Work instructions: Nothing but the lines below between the line holding "let better = match" and the line holding "(at the item's", inclusive, should appear in the answer, each set down exactly.

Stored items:
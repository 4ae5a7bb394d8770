use std::cmp::Reverse;

use crate::{
    geometry::Rect,
    types::{InputItem, OutputItem, PackOutput},
};

/// Packs rectangles onto a single canvas using a free-rectangle
/// best-area-fit heuristic, growing the canvas when items don't fit.
#[derive(Debug, Clone)]
pub struct MaxRectsPacker {
    min_size: (u32, u32),
    rotatable: bool,
    power_of_two: bool,
}

impl MaxRectsPacker {
    pub fn new() -> Self {
        Self {
            min_size: (128, 128),
            rotatable: false,
            power_of_two: false,
        }
    }

    /// The canvas size the packer starts from before any growth.
    pub fn min_size(mut self, min_size: (u32, u32)) -> Self {
        assert!(min_size.0 > 0 && min_size.1 > 0);
        self.min_size = min_size;
        self
    }

    /// Whether items may be placed rotated 90 degrees.
    pub fn rotatable(mut self, rotatable: bool) -> Self {
        self.rotatable = rotatable;
        self
    }

    /// Whether the finalized canvas size is rounded up per-axis to a
    /// power of two instead of the exact bounding box.
    pub fn power_of_two(mut self, power_of_two: bool) -> Self {
        self.power_of_two = power_of_two;
        self
    }

    pub fn pack<I: IntoIterator<Item = InputItem>>(&self, items: I) -> PackOutput {
        let mut items: Vec<_> = items.into_iter().collect();

        // Descending area. The sort is stable, so equal-area items keep
        // their insertion order, which makes repeated runs over the same
        // input produce identical placements.
        items.sort_by_key(|item| Reverse(item.area()));

        log::trace!("Packing {} items", items.len());

        if items.is_empty() {
            return PackOutput {
                size: (0, 0),
                items: Vec::new(),
            };
        }

        let mut canvas = self.min_size;

        let placed = loop {
            match self.try_pack(&items, canvas) {
                Some(placed) => break placed,
                None => {
                    // Double the smaller dimension and try again. Every
                    // retry strictly increases the canvas area, so a
                    // canvas admitting all items is eventually reached.
                    if canvas.0 <= canvas.1 {
                        canvas.0 *= 2;
                    } else {
                        canvas.1 *= 2;
                    }

                    log::trace!("Canvas too small, growing to {:?}", canvas);
                }
            }
        };

        let size = self.finalize_size(&placed);

        log::trace!("Finished packing {} items into {:?}", placed.len(), size);

        PackOutput {
            size,
            items: placed,
        }
    }

    fn try_pack(&self, items: &[InputItem], canvas: (u32, u32)) -> Option<Vec<OutputItem>> {
        let mut free = vec![Rect {
            pos: (0, 0),
            size: canvas,
        }];
        let mut placed = Vec::with_capacity(items.len());

        for item in items {
            let choice = self.best_placement(&free, item.size())?;

            let consumed = free.remove(choice.free_index);
            let rect = Rect {
                pos: consumed.pos,
                size: choice.size,
            };

            debug_assert!(
                placed
                    .iter()
                    .all(|other: &OutputItem| !other.rect.intersects(&rect)),
                "free rectangles admitted an overlapping placement"
            );

            log::trace!(
                "Placed item {:?} at {:?} (rotated: {})",
                item.id(),
                rect.pos,
                choice.rotated
            );

            split_guillotine(&mut free, consumed, choice.size);
            prune_contained(&mut free);

            placed.push(OutputItem {
                id: item.id(),
                rect,
                rotated: choice.rotated,
            });
        }

        Some(placed)
    }

    /// Evaluates every free rectangle (and both orientations of the item
    /// when rotation is enabled) and picks the placement leaving the
    /// least free area, breaking ties on the shorter leftover side and
    /// then on the lowest free-rect index.
    fn best_placement(&self, free: &[Rect], size: (u32, u32)) -> Option<Placement> {
        let mut best: Option<(Placement, (u32, u32))> = None;

        let mut orientations = vec![(size, false)];
        if self.rotatable && size.0 != size.1 {
            orientations.push(((size.1, size.0), true));
        }

        for (free_index, candidate) in free.iter().enumerate() {
            for &(oriented, rotated) in &orientations {
                if !candidate.admits(oriented) {
                    continue;
                }

                let leftover_area = candidate.area() - oriented.0 * oriented.1;
                let short_side = (candidate.size.0 - oriented.0).min(candidate.size.1 - oriented.1);
                let score = (leftover_area, short_side);

                let better = match &best {
                    Some((_, best_score)) => score < *best_score,
                    None => true,
                };

                if better {
                    best = Some((
                        Placement {
                            free_index,
                            size: oriented,
                            rotated,
                        },
                        score,
                    ));
                }
            }
        }

        best.map(|(placement, _)| placement)
    }

    fn finalize_size(&self, placed: &[OutputItem]) -> (u32, u32) {
        let mut size = (0, 0);
        for item in placed {
            let max = item.max();
            size.0 = size.0.max(max.0);
            size.1 = size.1.max(max.1);
        }

        if self.power_of_two {
            size = (size.0.next_power_of_two(), size.1.next_power_of_two());
        }

        size
    }
}

impl Default for MaxRectsPacker {
    fn default() -> Self {
        Self::new()
    }
}

#[derive(Debug, Clone, Copy)]
struct Placement {
    free_index: usize,
    size: (u32, u32),
    rotated: bool,
}

/// Splits the consumed free rectangle into its two guillotine
/// remainders: the strip right of the placed item (at the item's
/// height) and the strip below it (at the full width).
fn split_guillotine(free: &mut Vec<Rect>, consumed: Rect, placed: (u32, u32)) {
    let right = Rect {
        pos: (consumed.pos.0 + placed.0, consumed.pos.1),
        size: (consumed.size.0 - placed.0, placed.1),
    };
    let bottom = Rect {
        pos: (consumed.pos.0, consumed.pos.1 + placed.1),
        size: (consumed.size.0, consumed.size.1 - placed.1),
    };

    for remainder in &[right, bottom] {
        if remainder.size.0 > 0 && remainder.size.1 > 0 {
            free.push(*remainder);
        }
    }
}

/// Removes every free rectangle fully contained in another one.
fn prune_contained(free: &mut Vec<Rect>) {
    let mut index = 0;
    while index < free.len() {
        let rect = free[index];
        let redundant = free.iter().enumerate().any(|(other_index, other)| {
            // When two rects are identical, only the later one is
            // dropped.
            other_index != index
                && other.contains(&rect)
                && !(rect == *other && other_index > index)
        });

        if redundant {
            free.remove(index);
        } else {
            index += 1;
        }
    }
}
use std::{fmt, path::PathBuf, sync::Arc};

use serde::{Deserialize, Serialize};

/// The logical name of a frame inside an atlas.
///
/// This is really just a string, but by making it have an explicit type
/// with known conversions, we can avoid some kinds of error mixing up
/// frame names with file names or paths.
#[derive(Debug, Clone, PartialEq, Eq, Hash, PartialOrd, Ord, Serialize, Deserialize)]
#[serde(transparent)]
pub struct FrameName(Arc<str>);

impl FrameName {
    pub fn new<S: Into<Arc<str>>>(name: S) -> Self {
        FrameName(name.into())
    }

    /// The key this frame is stored under in the emitted spritesheet
    /// document.
    pub fn output_key(&self) -> String {
        format!("{}.png", self.0)
    }
}

impl AsRef<str> for FrameName {
    fn as_ref(&self) -> &str {
        &self.0
    }
}

impl fmt::Display for FrameName {
    fn fmt(&self, formatter: &mut fmt::Formatter) -> fmt::Result {
        write!(formatter, "{}", self.0)
    }
}

/// Where the artwork of a trimmed frame sat inside its source image.
///
/// `x` and `y` are the offset of the artwork's bounding box; `width`
/// and `height` are the dimensions of the original, untrimmed source.
#[derive(Debug, Clone, Copy, PartialEq, Eq)]
pub struct TrimBox {
    pub x: u32,
    pub y: u32,
    pub width: u32,
    pub height: u32,
}

/// All of the state tracked for one frame over the course of a single
/// build.
///
/// A descriptor is created by the frameset loader, filled in by the
/// preprocessing and packing stages, and consumed by the compositor and
/// the document emitter. It is owned by exactly one build and never
/// outlives it.
#[derive(Debug, Clone)]
pub struct FrameDescriptor {
    pub name: FrameName,
    pub source_path: PathBuf,

    /// Whether trim detection should run for this frame at all. Comes
    /// from the frame-source configuration.
    pub trim_enabled: bool,

    /// The frame's working size: artwork bounding box plus padding on
    /// every side. Set during preprocessing.
    pub size: (u32, u32),

    pub trimmed: bool,
    pub trim: Option<TrimBox>,

    /// Path of the padded working image inside the build's temp
    /// directory. Set during preprocessing.
    pub working_path: PathBuf,

    /// Set by the packer.
    pub position: (u32, u32),
    pub rotated: bool,

    /// Assignment order in the final atlas; doubles as the drawing
    /// order for the compositor.
    pub index: usize,
}

impl FrameDescriptor {
    pub fn new(name: FrameName, source_path: PathBuf, trim_enabled: bool) -> Self {
        Self {
            name,
            source_path,
            trim_enabled,
            size: (0, 0),
            trimmed: false,
            trim: None,
            working_path: PathBuf::new(),
            position: (0, 0),
            rotated: false,
            index: 0,
        }
    }
}
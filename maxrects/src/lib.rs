//! Maxrects is a small library for packing rectangles onto a single
//! growing canvas. It was built for tilepack, a tool that packs sprite
//! frames into texture atlases, but it carries no image-specific logic.
//!
//! The packing strategy is a free-rectangle heuristic from the
//! "max-rects" family: placements are chosen by best-area-fit with a
//! best-short-side-fit tie break, consumed free rectangles are split by
//! the guillotine method, and the canvas doubles its smaller dimension
//! whenever an item fails to fit anywhere.
//!
//! ## Example
//! ```
//! use maxrects::{InputItem, MaxRectsPacker};
//!
//! // First, transform the rectangles you want to pack into the
//! // InputItem type.
//! let my_items = vec![
//!     InputItem::new((128, 64)),
//!     InputItem::new((64, 64)),
//!     InputItem::new((1, 300)),
//! ];
//!
//! // Construct a packer and configure it with your constraints.
//! let packer = MaxRectsPacker::new().rotatable(true);
//!
//! // Compute a solution. Use the ids on the output items to correlate
//! // placements back to your own objects.
//! let output = packer.pack(my_items);
//! assert!(output.size().0 > 0);
//! ```

mod geometry;
mod id;
mod packer;
mod types;

pub use id::*;
pub use packer::*;
pub use types::*;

Solution to this task:
                let better = match &best {
                    Some((_, best_score)) => score < *best_score,
                    None => true,
                };

                if better {
                    best = Some((
                        Placement {
                            free_index,
                            size: oriented,
                            rotated,
                        },
                        score,
                    ));
                }
            }
        }

        best.map(|(placement, _)| placement)
    }

    fn finalize_size(&self, placed: &[OutputItem]) -> (u32, u32) {
        let mut size = (0, 0);
        for item in placed {
            let max = item.max();
            size.0 = size.0.max(max.0);
            size.1 = size.1.max(max.1);
        }

        if self.power_of_two {
            size = (size.0.next_power_of_two(), size.1.next_power_of_two());
        }

        size
    }
}

impl Default for MaxRectsPacker {
    fn default() -> Self {
        Self::new()
    }
}

#[derive(Debug, Clone, Copy)]
struct Placement {
    free_index: usize,
    size: (u32, u32),
    rotated: bool,
}

/// Splits the consumed free rectangle into its two guillotine
/// remainders: the strip right of the placed item (at the item's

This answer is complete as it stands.